Se anuló una condena indemnizatoria por incapacidad laboral con fundamento en la ley 24028, al advertirse que el informe pericial no evidenció el nexo causal entre las afecciones denunciadas y las peculiaridades de la relación laboral. La minoría consideró inadmisible la impugnación en la instancia extraordinaria.
La decisión fue asumida por la Sala Laboral del Tribunal Superior de Justicia de Córdoba (TSJ) integrada por los jueces Carlos García Allocco -autor del voto-, Luis Enrique Rubio y Mercedes Blanc de Arabel -disidencia parcial-, en la controversia por la cual la Sala 8ª de la Cámara del Trabajo condenó a Raúl Francisco Vargas y a sus herederos a abonar a Hugo Alberto Sangenis la indemnización correspondiente a 12% de incapacidad laboral conforme el artículo 8° de la ley N° 24028.

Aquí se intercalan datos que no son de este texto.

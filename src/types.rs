//! Wire types for the ratings service
//!
//! Field names follow the service's camelCase JSON. The ratings content
//! itself is treated as opaque JSON; this crate only plucks out the
//! collection id and hands the rest to the caller.

use serde::{Deserialize, Serialize};

/// Bootstrap init response body
#[derive(Debug, Clone, Deserialize)]
#[serde(rename_all = "camelCase")]
pub struct BootstrapResponse {
    /// Settings of the resolved collection
    pub collection_settings: CollectionSettings,

    /// Ratings section of the payload
    #[serde(default)]
    pub ratings: RatingsSection,
}

/// Collection settings inside a bootstrap response
#[derive(Debug, Clone, Deserialize)]
#[serde(rename_all = "camelCase")]
pub struct CollectionSettings {
    /// Opaque collection identifier
    pub collection_id: String,
}

/// Ratings section of a bootstrap response
#[derive(Debug, Clone, Default, Deserialize)]
pub struct RatingsSection {
    /// Existing ratings content, opaque to this crate
    #[serde(default)]
    pub content: serde_json::Value,
}

/// Result of a successful collection acquisition
#[derive(Debug, Clone)]
pub struct AcquiredCollection {
    /// The resolved collection id, also stored in the session
    pub collection_id: String,

    /// Existing ratings content returned by bootstrap
    pub content: serde_json::Value,
}

/// Collection metadata submitted when creating a collection
#[derive(Debug, Clone, Serialize, Deserialize)]
#[serde(rename_all = "camelCase")]
pub struct CollectionMeta {
    /// The article the collection aggregates ratings for
    pub article_id: String,

    /// Title of the embedding page
    pub title: String,

    /// Canonical URL of the embedding page
    pub url: String,

    /// Collection type; always `"ratings"` for this crate
    #[serde(rename = "type")]
    pub kind: String,
}

impl CollectionMeta {
    /// Metadata for a ratings collection on the given article
    pub fn ratings(article_id: &str, title: &str, url: &str) -> Self {
        Self {
            article_id: article_id.to_string(),
            title: title.to_string(),
            url: url.to_string(),
            kind: "ratings".to_string(),
        }
    }
}

/// Body of a collection-create request
#[derive(Debug, Clone, Serialize, Deserialize)]
#[serde(rename_all = "camelCase")]
pub struct CreateCollectionBody {
    /// Whether `collection_meta` carries a signature
    pub signed: bool,

    /// The collection metadata, signed or plain
    pub collection_meta: CollectionMeta,
}

/// Has-posted lookup response body
#[derive(Debug, Clone, Deserialize)]
pub struct HasPostedResponse {
    /// Payload wrapper
    #[serde(default)]
    pub data: HasPostedData,
}

/// Payload of a has-posted response
#[derive(Debug, Clone, Default, Deserialize)]
pub struct HasPostedData {
    /// The user's prior rating, absent if they have not rated yet
    #[serde(default)]
    pub rating: Option<serde_json::Value>,
}

/// Body of a rating submission
///
/// The service takes the rating dimensions as a JSON-encoded string field,
/// with `default` naming the single dimension configured at
/// collection-creation time.
#[derive(Debug, Clone, Serialize, Deserialize)]
pub struct RatingSubmission {
    /// JSON-encoded `{"default": <score>}` string
    pub rating: String,
}

impl RatingSubmission {
    /// Build a submission for a score on the `default` dimension
    ///
    /// # Errors
    ///
    /// Returns [`Error::Serialization`](crate::Error::Serialization) if the
    /// score cannot be encoded, which does not happen for integer scores.
    pub fn new(score: u32) -> crate::Result<Self> {
        let rating = serde_json::to_string(&serde_json::json!({ "default": score }))?;
        Ok(Self { rating })
    }
}
//! Benchmarks for knowledge-base retrieval.
//!
//! Uses 200 entries by default, roughly a large single-business FAQ. Set
//! `BENCH_FULL_SCALE=1` to run against 5,000 entries:
//!
//! ```bash
//! BENCH_FULL_SCALE=1 cargo bench -p concierge-retrieval
//! ```

use std::time::Duration;

use criterion::{criterion_group, criterion_main, Criterion};

use concierge_core::KnowledgeEntry;
use concierge_retrieval::composer::compose;
use concierge_retrieval::knowledge::KnowledgeBase;
use concierge_retrieval::scorer::RelevanceScorer;

const CI_ENTRY_COUNT: usize = 200;
const FULL_SCALE_ENTRY_COUNT: usize = 5_000;

const TOPICS: &[(&str, &str)] = &[
    ("What are your hours?", "We are open 9am-5pm Monday to Friday"),
    ("Where are you located?", "Our store is at 12 Main Street"),
    ("How much does a haircut cost?", "A standard haircut is $25"),
    ("What is your refund policy?", "Full refund within 30 days with a receipt"),
    ("Do you offer gift cards?", "Gift cards are available in any amount"),
    ("How can I contact support?", "Email support or call our front desk"),
];

fn entry_count() -> usize {
    if std::env::var("BENCH_FULL_SCALE").is_ok() {
        FULL_SCALE_ENTRY_COUNT
    } else {
        CI_ENTRY_COUNT
    }
}

fn build_knowledge(count: usize) -> KnowledgeBase {
    let entries = (0..count)
        .map(|i| {
            let (q, a) = TOPICS[i % TOPICS.len()];
            KnowledgeEntry::new(
                format!("{} (variant {})", q, i),
                format!("{} ref {}", a, i),
                (i % 5) as i32,
            )
        })
        .collect();
    KnowledgeBase::new(entries)
}

fn bench_index_build(c: &mut Criterion) {
    let count = entry_count();
    let entries: Vec<KnowledgeEntry> = build_knowledge(count).entries().to_vec();

    let mut group = c.benchmark_group("index_build");
    group.sample_size(50);
    group.bench_function(format!("build_{}entries", count), |b| {
        b.iter(|| KnowledgeBase::new(entries.clone()));
    });
    group.finish();
}

fn bench_retrieve(c: &mut Criterion) {
    let count = entry_count();
    let kb = build_knowledge(count);
    let scorer = RelevanceScorer::default();

    let mut group = c.benchmark_group("retrieve");
    group.sample_size(100);
    group.measurement_time(Duration::from_secs(10));

    group.bench_function(format!("paraphrase_top3_{}entries", count), |b| {
        b.iter(|| {
            let r = scorer.retrieve("what time are you open", &kb, 3, 0.05);
            assert!(!r.contexts.is_empty(), "Paraphrase should match hours entries");
            r
        });
    });

    group.bench_function(format!("roman_urdu_top3_{}entries", count), |b| {
        b.iter(|| scorer.retrieve("haircut ki qeemat kya hai", &kb, 3, 0.05));
    });

    group.bench_function(format!("retrieve_and_compose_{}entries", count), |b| {
        b.iter(|| {
            let r = scorer.retrieve("where is your store", &kb, 3, 0.05);
            compose(&r.contexts, &kb, r.normalization.note.as_ref())
        });
    });

    group.finish();
}

criterion_group!(benches, bench_index_build, bench_retrieve);
criterion_main!(benches);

La parte demandada denunció que se tuvo en cuenta prueba ineficaz, pues no se acreditó que las radiografías utilizadas en la pericia médica pertenecieran al actor y niegan que la tarea desempeñada como chofer y en mecánica rápida en el breve lapso de un año pudiera generar la incapacidad denunciada.

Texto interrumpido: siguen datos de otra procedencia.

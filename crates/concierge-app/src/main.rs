//! Concierge application binary - composition root.
//!
//! 1. Parse CLI arguments and load configuration from TOML
//! 2. Initialize tracing
//! 3. Load the business catalog and pick the generator
//! 4. Run the requested command (interactive chat, one-shot ask, explain,
//!    or list businesses)

mod cli;

use std::sync::Arc;

use clap::Parser;
use tokio::io::{AsyncBufReadExt, AsyncWriteExt, BufReader};

use concierge_chat::{generator, BusinessCatalog, ConversationEngine, KnowledgeStore};
use concierge_core::ConciergeConfig;
use concierge_retrieval::Retrieval;

use crate::cli::{CliArgs, Command};

#[tokio::main]
async fn main() -> Result<(), Box<dyn std::error::Error>> {
    let args = CliArgs::parse();

    // Config.
    let config_file = args.resolve_config_path();
    let mut config = ConciergeConfig::load_or_default(&config_file);

    // Tracing.
    let filter = match args.resolve_log_level() {
        Some(level) => tracing_subscriber::EnvFilter::new(level),
        None => tracing_subscriber::EnvFilter::try_from_default_env()
            .unwrap_or_else(|_| tracing_subscriber::EnvFilter::new(&config.general.log_level)),
    };
    tracing_subscriber::fmt()
        .with_env_filter(filter)
        .with_writer(std::io::stderr)
        .init();

    tracing::info!("Starting Concierge v{}", env!("CARGO_PKG_VERSION"));
    tracing::info!(path = %config_file.display(), "Configuration loaded");

    // Catalog.
    let catalog_path = args.resolve_catalog_path(&config.catalog.path);
    let catalog = match BusinessCatalog::load(&catalog_path) {
        Ok(c) => Arc::new(c),
        Err(e) => {
            tracing::error!(
                path = %catalog_path.display(),
                error = %e,
                "Failed to load business catalog"
            );
            return Err(e.into());
        }
    };

    if args.command() == Command::Businesses {
        let list = catalog.list_businesses().await?;
        println!("{}", serde_json::to_string_pretty(&list)?);
        return Ok(());
    }

    let Some(business_id) = args.resolve_business(catalog.ids()) else {
        tracing::error!(
            businesses = catalog.len(),
            "No business selected; pass --business or set CONCIERGE_BUSINESS"
        );
        return Err("no business selected".into());
    };

    // Generator.
    config.generator.api_key = args.resolve_api_key(config.generator.api_key.as_deref());
    let generator = generator::from_config(&config.generator)?;

    let engine = ConversationEngine::new(&config, catalog, generator);
    let session_id = args
        .session
        .clone()
        .unwrap_or_else(|| uuid::Uuid::new_v4().to_string());

    match args.command() {
        Command::Ask { message, json } => {
            let response = engine.answer(&message, &business_id, &session_id).await?;
            if json {
                println!("{}", serde_json::to_string_pretty(&response)?);
            } else {
                println!("{}", response.response);
            }
        }
        Command::Explain { query } => {
            let report = engine.explain(&business_id, &query).await?;
            print_explain(&report);
        }
        Command::Chat => chat_loop(&engine, &business_id, &session_id).await?,
        Command::Businesses => {}
    }

    Ok(())
}

/// Read messages from stdin until EOF or `/quit`.
///
/// Slash commands: `/history`, `/clear`, `/stats`, `/quit`.
async fn chat_loop(
    engine: &ConversationEngine,
    business_id: &str,
    session_id: &str,
) -> Result<(), Box<dyn std::error::Error>> {
    tracing::info!(business = business_id, session = session_id, "Interactive chat started");

    let mut stdout = tokio::io::stdout();
    let mut lines = BufReader::new(tokio::io::stdin()).lines();

    loop {
        stdout.write_all(b"> ").await?;
        stdout.flush().await?;

        let Some(line) = lines.next_line().await? else {
            break;
        };
        let line = line.trim();

        match line {
            "" => continue,
            "/quit" | "/exit" => break,
            "/history" => {
                for turn in engine.history(session_id)? {
                    println!("[{:?}] {}", turn.role, turn.content);
                }
            }
            "/clear" => {
                engine.clear_history(Some(session_id))?;
                println!("(history cleared)");
            }
            "/stats" => println!("{}", serde_json::to_string_pretty(&engine.stats()?)?),
            message => match engine.answer(message, business_id, session_id).await {
                Ok(response) => {
                    if let Some(greeting) = response.initial_message {
                        println!("{}", greeting);
                    }
                    println!("{}", response.response);
                    if !response.suggestions.is_empty() {
                        println!("  ({})", response.suggestions.join(" | "));
                    }
                }
                Err(e) if e.is_client_error() => println!("({})", e),
                Err(e) => {
                    tracing::error!(error = %e, "Failed to answer message");
                    return Err(e.into());
                }
            },
        }
    }

    Ok(())
}

fn print_explain(report: &Retrieval) {
    if let Some(note) = &report.normalization.note {
        println!(
            "normalized from {} ({:?}) to {:?}",
            note.original_language, note.original_text, report.normalization.text
        );
    }
    println!("max score: {:.3}", report.max_score);
    for m in &report.contexts {
        let signals: Vec<String> = m.signals.iter().map(|s| format!("{:?}", s)).collect();
        println!(
            "  #{:<3} {:>7.3}  [{}]",
            m.entry_index,
            m.score,
            signals.join(", ")
        );
    }
}
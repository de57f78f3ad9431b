//! Error types for the conversation engine.

use concierge_core::error::ConciergeError;

/// Errors from the conversation engine and its collaborators.
#[derive(Debug, thiserror::Error)]
pub enum ChatError {
    #[error("chat is disabled")]
    Disabled,
    #[error("message cannot be empty")]
    EmptyMessage,
    #[error("message exceeds maximum length of {0} characters")]
    MessageTooLong(usize),
    #[error("business not found: {0}")]
    BusinessNotFound(String),
    #[error("generator error: {0}")]
    Upstream(String),
    #[error("storage error: {0}")]
    StorageError(String),
    #[error("catalog error: {0}")]
    Catalog(String),
}

impl ChatError {
    /// Whether the caller sent something unusable, as opposed to an
    /// internal failure.
    pub fn is_client_error(&self) -> bool {
        matches!(
            self,
            ChatError::EmptyMessage | ChatError::MessageTooLong(_) | ChatError::BusinessNotFound(_)
        )
    }
}

impl From<ConciergeError> for ChatError {
    fn from(err: ConciergeError) -> Self {
        ChatError::Catalog(err.to_string())
    }
}

impl From<reqwest::Error> for ChatError {
    fn from(err: reqwest::Error) -> Self {
        if err.is_timeout() {
            ChatError::Upstream(format!("request timed out: {}", err))
        } else {
            ChatError::Upstream(err.to_string())
        }
    }
}

#[cfg(test)]
mod tests {
    use super::*;

    #[test]
    fn test_chat_error_display() {
        assert_eq!(ChatError::Disabled.to_string(), "chat is disabled");
        assert_eq!(ChatError::EmptyMessage.to_string(), "message cannot be empty");
        assert_eq!(
            ChatError::MessageTooLong(1000).to_string(),
            "message exceeds maximum length of 1000 characters"
        );
        assert_eq!(
            ChatError::BusinessNotFound("acme".to_string()).to_string(),
            "business not found: acme"
        );
        assert_eq!(
            ChatError::Upstream("HTTP 503".to_string()).to_string(),
            "generator error: HTTP 503"
        );
        assert_eq!(
            ChatError::StorageError("disk full".to_string()).to_string(),
            "storage error: disk full"
        );
    }

    #[test]
    fn test_client_errors() {
        assert!(ChatError::EmptyMessage.is_client_error());
        assert!(ChatError::MessageTooLong(10).is_client_error());
        assert!(ChatError::BusinessNotFound("x".into()).is_client_error());
        assert!(!ChatError::Upstream("x".into()).is_client_error());
        assert!(!ChatError::StorageError("x".into()).is_client_error());
        assert!(!ChatError::Disabled.is_client_error());
    }

    #[test]
    fn test_chat_error_from_concierge_error() {
        let err: ChatError = ConciergeError::Config("duplicate id".to_string()).into();
        assert!(matches!(err, ChatError::Catalog(_)));
        assert!(err.to_string().contains("duplicate id"));
    }

    #[test]
    fn test_message_too_long_boundary_zero() {
        assert_eq!(
            ChatError::MessageTooLong(0).to_string(),
            "message exceeds maximum length of 0 characters"
        );
    }

    #[test]
    fn test_errors_implement_debug() {
        let dbg = format!("{:?}", ChatError::BusinessNotFound("acme".into()));
        assert!(dbg.contains("BusinessNotFound"));
    }
}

La Sala precisó que “la sentencia resulta fundada sólo en apariencia porque se limita a citar el dictamen pericial médico sin puntualizar específicamente la conexión causal de estas afecciones de columna crónicas y leves, con las peculiaridades de la relación laboral en examen”.

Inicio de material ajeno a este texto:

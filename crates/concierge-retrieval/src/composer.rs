//! Renders ranked matches into the context block handed to the generator.

use crate::knowledge::KnowledgeBase;
use crate::normalize::TranslationNote;
use crate::scorer::{rank_matches, ScoredMatch};

/// Matches whose scores differ by less than this are ordered by priority.
pub const COMPOSE_TIE_EPSILON: f64 = 0.1;

const PREAMBLE: &str =
    "Here is verified information about the business to help you answer accurately:";

const POSTAMBLE: &str = "IMPORTANT: This information is verified. Use it to answer accurately \
and naturally. Do not mention a database, a lookup system, or that you are an AI. \
Respond in a professional, helpful, and human manner.";

/// Build the context message for `matches`, or `None` when there is nothing
/// to say.
///
/// Matches pointing outside `knowledge` are ignored.
pub fn compose(
    matches: &[ScoredMatch],
    knowledge: &KnowledgeBase,
    note: Option<&TranslationNote>,
) -> Option<String> {
    let mut ordered: Vec<ScoredMatch> = matches
        .iter()
        .filter(|m| knowledge.entry(m.entry_index).is_some())
        .cloned()
        .collect();
    if ordered.is_empty() {
        return None;
    }
    rank_matches(&mut ordered, knowledge.entries(), COMPOSE_TIE_EPSILON);

    let bullets: Vec<String> = ordered
        .iter()
        .filter_map(|m| knowledge.entry(m.entry_index))
        .map(|entry| format!("• {}", entry.answer.trim()))
        .collect();

    let mut message = format!("{}\n\n{}\n\n{}", PREAMBLE, bullets.join("\n\n"), POSTAMBLE);

    if let Some(note) = note {
        message.push_str(&format!(
            "\n\nNote: the customer wrote in {} (\"{}\"), so keep that context in mind and reply naturally.",
            note.original_language, note.original_text
        ));
    }

    Some(message)
}
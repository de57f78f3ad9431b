//! Concierge retrieval crate - lexical index, query normalization, relevance
//! scoring, and context composition.
//!
//! Everything here is synchronous and deterministic: the same knowledge base
//! and query always produce the same ranked contexts.

pub mod composer;
pub mod index;
pub mod knowledge;
pub mod normalize;
pub mod scorer;
pub mod signals;
pub mod text;

pub use composer::compose;
pub use index::{LexicalIndex, SkipReason};
pub use knowledge::KnowledgeBase;
pub use normalize::{Normalization, QueryNormalizer, TranslationNote};
pub use scorer::{RelevanceScorer, Retrieval, ScoredMatch};
pub use signals::{Signal, SignalWeights};
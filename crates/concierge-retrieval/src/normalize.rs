//! Query language normalization.
//!
//! Rewrites common Roman Urdu words into English so that the English
//! knowledge base can still be matched. Anything not in the glossary passes
//! through untouched.

use serde::Serialize;

/// Name reported for queries rewritten by the glossary.
pub const ROMAN_URDU: &str = "Roman Urdu";

/// Roman Urdu to English glossary, matched on whole lowercase words.
static GLOSSARY: &[(&str, &str)] = &[
    ("kya", "what"),
    ("kia", "what"),
    ("kahan", "where"),
    ("kidhar", "where"),
    ("kab", "when"),
    ("kaise", "how"),
    ("kitna", "how much"),
    ("kitne", "how much"),
    ("qeemat", "price"),
    ("keemat", "price"),
    ("daam", "price"),
    ("waqt", "time"),
    ("timing", "hours"),
    ("khulta", "open"),
    ("khulti", "open"),
    ("khula", "open"),
    ("band", "closed"),
    ("dukaan", "store"),
    ("daftar", "office"),
    ("pata", "address"),
    ("rabta", "contact"),
    ("number", "phone"),
    ("wapsi", "refund"),
    ("paise", "money"),
    ("khidmat", "services"),
    ("madad", "help"),
    ("aap", "you"),
    ("hai", "is"),
    ("hain", "are"),
];

/// Marker attached to a query that was rewritten before scoring.
#[derive(Debug, Clone, PartialEq, Serialize)]
pub struct TranslationNote {
    /// Language the caller appears to have written in.
    pub original_language: String,
    /// The query exactly as the caller sent it.
    pub original_text: String,
}

/// Result of normalizing one query.
#[derive(Debug, Clone, PartialEq, Serialize)]
pub struct Normalization {
    /// Text used for scoring.
    pub text: String,
    /// Present when the text differs from what the caller sent.
    pub note: Option<TranslationNote>,
}

impl Normalization {
    /// Whether normalization changed the query.
    pub fn altered(&self) -> bool {
        self.note.is_some()
    }
}

/// Glossary-driven query rewriter.
#[derive(Debug, Clone, Copy, Default)]
pub struct QueryNormalizer;

impl QueryNormalizer {
    pub fn normalize(&self, query: &str) -> Normalization {
        let mut rewritten = 0usize;
        let words: Vec<String> = query
            .split_whitespace()
            .map(|word| {
                let core = word.trim_matches(|c: char| !c.is_alphanumeric());
                let lower = core.to_lowercase();
                match GLOSSARY.iter().find(|(from, _)| *from == lower) {
                    Some((_, to)) => {
                        rewritten += 1;
                        word.replacen(core, to, 1)
                    }
                    None => word.to_string(),
                }
            })
            .collect();

        // A lone glossary hit among otherwise English words is more likely an
        // English word that happens to collide ("band", "number", "timing").
        if rewritten == 0 || (rewritten == 1 && words.len() > 2 && !has_urdu_marker(query)) {
            return Normalization {
                text: query.to_string(),
                note: None,
            };
        }

        Normalization {
            text: words.join(" "),
            note: Some(TranslationNote {
                original_language: ROMAN_URDU.to_string(),
                original_text: query.to_string(),
            }),
        }
    }
}

/// Words that only occur in Roman Urdu and settle an ambiguous single hit.
fn has_urdu_marker(query: &str) -> bool {
    const MARKERS: &[&str] = &["kya", "kia", "hai", "hain", "aap", "kahan", "kitna", "kitne"];
    query
        .split_whitespace()
        .map(|w| w.trim_matches(|c: char| !c.is_alphanumeric()).to_lowercase())
        .any(|w| MARKERS.contains(&w.as_str()))
}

En ese sentido, se señaló que “el origen causal difuso que caracteriza las lesiones crónicas y leves en la columna vertebral, que además convergen en la persona del actor en concurrencia con otras dolencias -cardiopatía izquémica, antecedentes psiquiátricos, arterioesclerosis-, que fueron consideradas extrañas al entorno laboral, sin que los expertos justificaran cómo se vieron afectadas por el desempeño como chofer y esporádicos quehaceres en mecánica ligera por el breve lapso de un año”. La decisión no se adecua a las particulares características del caso, por lo que no se advierte que brinde una derivación razonada de los antecedentes y la prueba pasada ante el Juzgador en este aspecto, consideró el Alto Cuerpo. Por ello se concluyó que “no quedó probada la relación causal entre los factores que desarrollaron la incapacidad diagnosticada y la índole de la tarea prestada por el reclamante a favor de los demandados (art. 2, ley 24028)”.

Disidencia

Por su parte, Mercedes Blanc de Arabel subrayó que “en lo que hace a la indemnización por incapacidad basada en la ley 24028, aspecto en el que entiendo que el recurso es igualmente inadmisible desde que ni siquiera individualiza las normas que a su juicio resultaran vulneradas”. Y agregó que “se limita, por el contrario, a realizar manifestaciones genéricas que no son adecuadas para sustentar una revisión en esta instancia”.